Description of the task: Could you copy out all the lines in the material below where the word "Self" occurs?

Dataset:
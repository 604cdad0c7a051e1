//! Process configuration from environment variables.
//!
//! `EXCHANGE_ADDR` (default `0.0.0.0:8080`) and `MATCH_INTERVAL_MS` (default 20).
//! Logging is configured separately through `RUST_LOG`.

use std::time::Duration;

use crate::engine::{EngineConfig, DEFAULT_MATCH_INTERVAL};

pub const DEFAULT_ADDR: &str = "0.0.0.0:8080";

#[derive(Clone, Debug)]
pub struct Config {
    pub addr: String,
    pub engine: EngineConfig,
}

impl Default for Config {
    fn default() -> Self {
        Self {
            addr: DEFAULT_ADDR.to_string(),
            engine: EngineConfig::default(),
        }
    }
}

impl Config {
    pub fn from_env() -> Self {
        Self::from_lookup(|key| std::env::var(key).ok())
    }

    /// Build from any key lookup. Missing or unparsable values fall back to defaults.
    pub fn from_lookup(lookup: impl Fn(&str) -> Option<String>) -> Self {
        let addr = lookup("EXCHANGE_ADDR")
            .filter(|s| !s.is_empty())
            .unwrap_or_else(|| DEFAULT_ADDR.to_string());
        let match_interval = lookup("MATCH_INTERVAL_MS")
            .and_then(|s| s.parse::<u64>().ok())
            .filter(|ms| *ms > 0)
            .map(Duration::from_millis)
            .unwrap_or(DEFAULT_MATCH_INTERVAL);
        Self {
            addr,
            engine: EngineConfig { match_interval },
        }
    }
}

Written solution:
    fn default() -> Self {
        Self {
    pub fn from_env() -> Self {
        Self::from_lookup(|key| std::env::var(key).ok())
    pub fn from_lookup(lookup: impl Fn(&str) -> Option<String>) -> Self {
        Self {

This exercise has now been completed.